* [Dataset entries]:
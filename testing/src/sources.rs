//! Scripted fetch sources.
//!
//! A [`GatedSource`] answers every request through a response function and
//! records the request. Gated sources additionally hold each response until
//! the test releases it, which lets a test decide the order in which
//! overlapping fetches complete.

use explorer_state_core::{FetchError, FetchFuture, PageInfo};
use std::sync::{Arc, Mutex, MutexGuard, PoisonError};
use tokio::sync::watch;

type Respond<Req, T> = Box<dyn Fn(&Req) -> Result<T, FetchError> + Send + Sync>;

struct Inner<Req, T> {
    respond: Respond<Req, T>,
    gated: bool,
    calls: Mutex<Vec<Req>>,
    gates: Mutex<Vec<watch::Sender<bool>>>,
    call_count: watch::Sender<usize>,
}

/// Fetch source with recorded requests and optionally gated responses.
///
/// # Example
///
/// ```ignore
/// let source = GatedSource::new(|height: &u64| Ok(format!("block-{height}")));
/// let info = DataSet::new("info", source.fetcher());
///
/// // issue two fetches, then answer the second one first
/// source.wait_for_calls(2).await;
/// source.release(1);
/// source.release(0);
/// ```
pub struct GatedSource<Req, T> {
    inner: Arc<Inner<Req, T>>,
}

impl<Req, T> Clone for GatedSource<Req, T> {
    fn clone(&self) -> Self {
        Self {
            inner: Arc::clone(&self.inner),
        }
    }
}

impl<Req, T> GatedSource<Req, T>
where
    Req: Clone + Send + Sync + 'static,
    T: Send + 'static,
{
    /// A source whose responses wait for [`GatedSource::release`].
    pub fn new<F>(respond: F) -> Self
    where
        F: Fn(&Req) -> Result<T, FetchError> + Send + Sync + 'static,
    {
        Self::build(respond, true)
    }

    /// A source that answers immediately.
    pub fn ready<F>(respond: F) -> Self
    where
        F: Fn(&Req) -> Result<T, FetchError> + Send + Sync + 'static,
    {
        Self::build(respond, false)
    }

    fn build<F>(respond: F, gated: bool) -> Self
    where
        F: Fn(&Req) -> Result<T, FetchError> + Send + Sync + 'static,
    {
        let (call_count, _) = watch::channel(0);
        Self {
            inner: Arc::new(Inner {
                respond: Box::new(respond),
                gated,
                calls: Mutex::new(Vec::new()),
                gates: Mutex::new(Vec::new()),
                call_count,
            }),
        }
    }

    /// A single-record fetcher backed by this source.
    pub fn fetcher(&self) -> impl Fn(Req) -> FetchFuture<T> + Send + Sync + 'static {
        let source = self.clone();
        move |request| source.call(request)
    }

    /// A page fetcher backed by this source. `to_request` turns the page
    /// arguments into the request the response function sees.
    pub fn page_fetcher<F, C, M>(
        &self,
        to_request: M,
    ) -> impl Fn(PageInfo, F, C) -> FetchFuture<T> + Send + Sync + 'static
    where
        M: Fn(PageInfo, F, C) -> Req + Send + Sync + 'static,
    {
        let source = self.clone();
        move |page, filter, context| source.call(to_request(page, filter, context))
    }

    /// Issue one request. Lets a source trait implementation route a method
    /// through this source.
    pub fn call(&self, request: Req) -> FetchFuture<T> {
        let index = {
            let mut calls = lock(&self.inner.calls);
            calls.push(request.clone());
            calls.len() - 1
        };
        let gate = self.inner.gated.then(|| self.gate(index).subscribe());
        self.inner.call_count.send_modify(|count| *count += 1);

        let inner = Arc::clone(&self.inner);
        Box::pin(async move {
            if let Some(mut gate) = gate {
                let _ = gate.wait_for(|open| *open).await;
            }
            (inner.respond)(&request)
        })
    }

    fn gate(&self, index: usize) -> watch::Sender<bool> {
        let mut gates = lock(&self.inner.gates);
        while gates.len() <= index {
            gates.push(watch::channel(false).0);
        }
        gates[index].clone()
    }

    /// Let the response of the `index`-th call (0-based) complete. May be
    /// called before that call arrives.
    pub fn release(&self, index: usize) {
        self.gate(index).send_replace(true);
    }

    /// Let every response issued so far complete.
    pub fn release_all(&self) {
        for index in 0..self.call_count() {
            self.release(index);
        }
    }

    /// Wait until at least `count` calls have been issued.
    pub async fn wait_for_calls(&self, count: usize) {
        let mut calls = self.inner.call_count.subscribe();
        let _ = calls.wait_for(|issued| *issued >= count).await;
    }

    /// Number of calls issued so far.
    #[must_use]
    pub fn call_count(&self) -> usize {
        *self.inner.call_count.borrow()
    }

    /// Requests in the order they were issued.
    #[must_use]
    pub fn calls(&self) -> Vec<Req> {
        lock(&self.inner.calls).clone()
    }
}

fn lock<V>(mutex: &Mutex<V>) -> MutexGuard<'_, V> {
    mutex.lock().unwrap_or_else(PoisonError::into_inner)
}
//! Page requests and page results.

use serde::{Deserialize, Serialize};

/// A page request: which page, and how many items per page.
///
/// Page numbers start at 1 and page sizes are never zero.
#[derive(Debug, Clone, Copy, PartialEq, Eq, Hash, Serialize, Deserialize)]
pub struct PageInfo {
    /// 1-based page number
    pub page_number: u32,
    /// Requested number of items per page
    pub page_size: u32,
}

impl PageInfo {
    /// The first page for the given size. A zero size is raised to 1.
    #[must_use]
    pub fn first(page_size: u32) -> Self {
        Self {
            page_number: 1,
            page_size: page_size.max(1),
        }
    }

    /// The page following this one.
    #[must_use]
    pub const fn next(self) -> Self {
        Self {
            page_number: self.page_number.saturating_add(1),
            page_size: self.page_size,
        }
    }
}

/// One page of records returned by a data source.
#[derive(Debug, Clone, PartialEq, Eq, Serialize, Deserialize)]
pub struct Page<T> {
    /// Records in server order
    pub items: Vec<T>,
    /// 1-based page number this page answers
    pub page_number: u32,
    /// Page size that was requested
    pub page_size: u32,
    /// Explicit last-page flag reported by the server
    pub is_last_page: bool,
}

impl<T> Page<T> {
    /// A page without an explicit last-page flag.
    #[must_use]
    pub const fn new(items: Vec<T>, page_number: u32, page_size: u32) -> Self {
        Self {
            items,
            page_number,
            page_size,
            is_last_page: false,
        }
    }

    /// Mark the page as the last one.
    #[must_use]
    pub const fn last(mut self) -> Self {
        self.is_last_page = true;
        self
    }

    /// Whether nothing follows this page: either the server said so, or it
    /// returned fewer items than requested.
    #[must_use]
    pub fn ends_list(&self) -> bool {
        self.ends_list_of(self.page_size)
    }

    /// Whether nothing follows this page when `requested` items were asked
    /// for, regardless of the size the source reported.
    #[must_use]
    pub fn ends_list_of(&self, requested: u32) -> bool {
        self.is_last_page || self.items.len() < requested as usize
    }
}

* [To do]: Using the data above, return each line that includes the word "async".

* [Exercise answer]:
        Box::pin(async move {
    pub async fn wait_for_calls(&self, count: usize) {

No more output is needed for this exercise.